Mario Botta: “L’architettura per la pace è l’architettura del nostro tempo”
Erano quasi 750 gli iscritti al webinar, da Bolzano a Caltanissetta, e si sono presentati in 80 circa a villa Panza per seguire l’ultimo appuntamento Visionare dell’anno, dedicato al grande architetto svizzero Mario Botta
Erano quasi 750 gli iscritti al webinar, da Bolzano a Caltanissetta, e si sono presentati in 80 circa a villa Panza per seguire l’ultimo appuntamento Visionare dell’anno, dedicato al grande architetto svizzero Mario Botta.
Il dialogo con Fulvio Irace organizzatore della rassegna e “contraltare” degli ospiti che si sono susseguiti, questa sera è stato introdotto dalla vicepresidente dell’ordine degli architetti che organizza la manifestazione, Francesca de Tomasi, che ha riportato le parole della presidente Elena Brusa Pasquè, impossibilitata a presenziare: «La pace è oggi un’esigenza profonda del mondo contemporaneo – ha spiegato – Grandi artisti come Pablo Picasso, Marc Chagall, architetti come Kenzo Tange, Le Corbusier, Luis Sert, Tadao Ando e anche l’architetto Mario Botta hanno dedicato opere e progetti alla pace. Progettare per la Pace significa progettare per quella parte spirituale e sacra che c’è in ognuno di noi che ognuno chiama a suo modo con termini come emozione, vibrazione, bellezza».

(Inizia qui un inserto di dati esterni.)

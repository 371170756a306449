use std::{sync::Arc, time::Duration};

use bytes::Bytes;
use tokio::sync::{mpsc, oneshot};
use tokio_util::sync::CancellationToken;

use super::{
    timesync::{to_nanos, Anchor, Correlation},
    ClientTrack,
};
use crate::error::{HlsError, HlsResult};

pub(crate) type UnitsFn = Box<dyn FnMut(i64, Vec<Bytes>) -> HlsResult<()> + Send>;
pub(crate) type UnitFn = Box<dyn FnMut(i64, Bytes) -> HlsResult<()> + Send>;
pub(crate) type H26xFn = Box<dyn FnMut(i64, i64, Vec<Bytes>) -> HlsResult<()> + Send>;

/// User callback receiving the samples of a track.
pub(crate) enum DataCallback {
    Av1(UnitsFn),
    Vp9(UnitFn),
    H26x(H26xFn),
    Opus(UnitsFn),
    Mpeg4Audio(UnitsFn),
    Mpeg1Audio(UnitsFn),
    Klv(UnitFn),
}

#[derive(Debug, Clone)]
pub(crate) enum Payload {
    /// NAL units, OBUs or audio frames.
    Units(Vec<Bytes>),
    /// A VP9 frame or a KLV unit.
    Unit(Bytes),
}

/// A sample with timestamps on the elapsed timeline, in ticks of the track
/// clock rate.
#[derive(Debug, Clone)]
pub(crate) struct Sample {
    pub(crate) pts: i64,
    pub(crate) dts: i64,
    pub(crate) payload: Payload,
}

/// The samples of one track in one segment.
pub(crate) struct Batch {
    pub(crate) samples: Vec<Sample>,
    pub(crate) correlation: Option<Correlation>,
    pub(crate) done: oneshot::Sender<()>,
}

/// Delivers the samples of a track at the pace of the wall clock.
pub(crate) struct TrackProcessor {
    track: Arc<ClientTrack>,
    callback: Option<DataCallback>,
    anchor: Arc<Anchor>,
    batches: mpsc::Receiver<Batch>,
    max_dts_rtc_diff: Duration,
}

impl TrackProcessor {
    pub(crate) fn new(
        track: Arc<ClientTrack>,
        callback: Option<DataCallback>,
        anchor: Arc<Anchor>,
        batches: mpsc::Receiver<Batch>,
        max_dts_rtc_diff: Duration,
    ) -> Self {
        Self {
            track,
            callback,
            anchor,
            batches,
            max_dts_rtc_diff,
        }
    }

    pub(crate) async fn run(mut self, token: CancellationToken) -> HlsResult<()> {
        loop {
            let batch = tokio::select! {
                batch = self.batches.recv() => match batch {
                    Some(batch) => batch,
                    None => return Ok(()),
                },
                _ = token.cancelled() => return Err(HlsError::Terminated),
            };

            for sample in batch.samples {
                self.process(sample, batch.correlation.as_ref(), &token)
                    .await?;
            }
            let _ = batch.done.send(());
        }
    }

    async fn process(
        &mut self,
        sample: Sample,
        correlation: Option<&Correlation>,
        token: &CancellationToken,
    ) -> HlsResult<()> {
        if sample.pts < 0 {
            return Ok(());
        }

        let clock_rate = self.track.track().clock_rate;
        let dts = to_nanos(sample.dts, clock_rate);
        self.anchor
            .pace(dts, self.max_dts_rtc_diff, token)
            .await?;

        self.track
            .set_absolute_time(correlation.map(|c| c.absolute_time(dts)));

        let Some(callback) = self.callback.as_mut() else {
            return Ok(());
        };
        match (callback, sample.payload) {
            (DataCallback::H26x(cb), Payload::Units(units)) => cb(sample.pts, sample.dts, units),
            (
                DataCallback::Av1(cb)
                | DataCallback::Opus(cb)
                | DataCallback::Mpeg4Audio(cb)
                | DataCallback::Mpeg1Audio(cb),
                Payload::Units(units),
            ) => cb(sample.pts, units),
            (DataCallback::Vp9(cb) | DataCallback::Klv(cb), Payload::Unit(unit)) => {
                cb(sample.pts, unit)
            }
            _ => Err(HlsError::InvalidTrack(self.track.index())),
        }
    }
}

Il dialogo del 23 novembre si è rivelato «Il posto giusto per la conclusione di quest’anno di incontri – ha sottolineato Irace – Invitare Mario Botta, il cui lavoro conosco da tanti anni e che seguo, permette di rispondere a un interrogativo che ci interroga come persone e come addetti al lavoro dell’architettura».
Botta comincia da un assunto preciso: «Non si può fare una architettura antica: l’architettura formalizza la storia del proprio tempo – ha sottolineato Botta – L’architettura può parlare di pace oggi piu di ieri: se fino a poco tempo fa era impensabile interpretare la pace attraverso il fatto architettonico, ora viene naturale perchè la condizione di non pace è la quotidianità».

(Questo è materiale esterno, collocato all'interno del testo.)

impl MediaPlaylistView<'_> {
    pub(crate) fn render(&self, skip: bool) -> String {
        let low_latency = self.variant == MuxerVariant::LowLatency;
        let target = self.window.target_duration();
        let skip_until = Duration::from_secs(target * 6);

        let mut out = String::new();
        let _ = writeln!(out, "#EXTM3U");
        let _ = writeln!(out, "#EXT-X-VERSION:{}", version(self.variant));
        let _ = writeln!(out, "#EXT-X-INDEPENDENT-SEGMENTS");
        let _ = writeln!(out, "#EXT-X-TARGETDURATION:{target}");
        if low_latency {
            let _ = writeln!(
                out,
                "#EXT-X-SERVER-CONTROL:CAN-BLOCK-RELOAD=YES,PART-HOLD-BACK={},CAN-SKIP-UNTIL={}",
                seconds(self.part_target.mul_f64(2.5)),
                seconds(skip_until)
            );
            let _ = writeln!(out, "#EXT-X-PART-INF:PART-TARGET={}", seconds(self.part_target));
        }
        let _ = writeln!(out, "#EXT-X-MEDIA-SEQUENCE:{}", self.window.first_sequence());
        if let Some(init) = &self.init {
            let _ = writeln!(out, "#EXT-X-MAP:URI=\"{init}\"");
        }

        let entries = &self.window.entries;
        let mut skipped = 0;
        if low_latency && skip {
            let mut remaining: Duration = entries.iter().map(WindowEntry::duration).sum();
            for entry in entries {
                remaining = remaining.saturating_sub(entry.duration());
                if remaining < skip_until {
                    break;
                }
                skipped += 1;
            }
            let _ = writeln!(out, "#EXT-X-SKIP:SKIPPED-SEGMENTS={skipped}");
        }

        let with_parts = entries.len().saturating_sub(SEGMENTS_WITH_PARTS);
        for (i, entry) in entries.iter().enumerate().skip(skipped) {
            match entry {
                WindowEntry::Gap { duration, .. } => {
                    let _ = writeln!(out, "#EXT-X-GAP");
                    let _ = writeln!(out, "#EXTINF:{},", seconds(*duration));
                    let _ = writeln!(out, "{GAP_URI}");
                }
                WindowEntry::Segment(segment) => {
                    let _ = writeln!(
                        out,
                        "#EXT-X-PROGRAM-DATE-TIME:{}",
                        segment.ntp.to_rfc3339_opts(SecondsFormat::Millis, true)
                    );
                    if low_latency && i >= with_parts {
                        write_parts(&mut out, &segment.parts);
                    }
                    let _ = writeln!(out, "#EXTINF:{},", seconds(segment.duration));
                    let _ = writeln!(out, "{}", segment.name);
                }
            }
        }

        if low_latency {
            if let (Some(ntp), false) = (self.pending_ntp, self.pending_parts.is_empty()) {
                let _ = writeln!(
                    out,
                    "#EXT-X-PROGRAM-DATE-TIME:{}",
                    ntp.to_rfc3339_opts(SecondsFormat::Millis, true)
                );
                write_parts(&mut out, self.pending_parts);
            }
            if let Some(hint) = self.preload_hint {
                let _ = writeln!(out, "#EXT-X-PRELOAD-HINT:TYPE=PART,URI=\"{hint}\"");
            }
        }
        out
    }
}

fn write_parts(out: &mut String, parts: &[MuxerPart]) {
    for part in parts {
        let _ = write!(
            out,
            "#EXT-X-PART:DURATION={},URI=\"{}\"",
            seconds(part.duration),
            part.name
        );
        if part.independent {
            let _ = write!(out, ",INDEPENDENT=YES");
        }
        let _ = writeln!(out);
    }
}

L’architetto ne parla a ragion veduta, visto che sta attualmente lavorando in un luogo di guerra. Sta infatti realizzando, con le sue maestranze, la chiesa della Divina Provvidenza a Leopoli, in Ucraina: «Il caso ha voluto che dieci anni fa cominciassi una costruzione a Leopoli, che dieci anni dopo si è trovata in una condizione di guerra – spiega il grande architetto – Con mia sorpresa però hanno espresso la volontà di continuare questa operazione: non tanto per creare la pace, ma per una ragione semplice che mi ha spiazzato: si costruisce, perchè paradossalmente c’è la guerra, e costruire da da mangiare ai figli di chi ci lavora. La quotidianità del lavoro e del vivere collettivo resistono, quindi, anche in queste condizioni di emergenza, che noi vediamo come un’eccezione ma è per loro semplicemente la condizione del vivere oggi».
Come l’architettura può costruire la pace?
«Non è che l’architettura abbia una connotazione particolare in questo senso – precisa Botta – Ha una connotazione specifica se letta in una certa ottica, costruire per la pace nonostante la guerra, anche a costo di sforzi immani e pericoli. Questi operai, dai filmati che mi inviano sono veramente in guerra: nel senso che scattano gli allarmi, vanno nei rifugi, tornano su a lavorare quando finisce il pericolo.Una condizione quotidiana ma anormale nel mondo occidentale, che ci interroga sul tema della guerra e quello della pace».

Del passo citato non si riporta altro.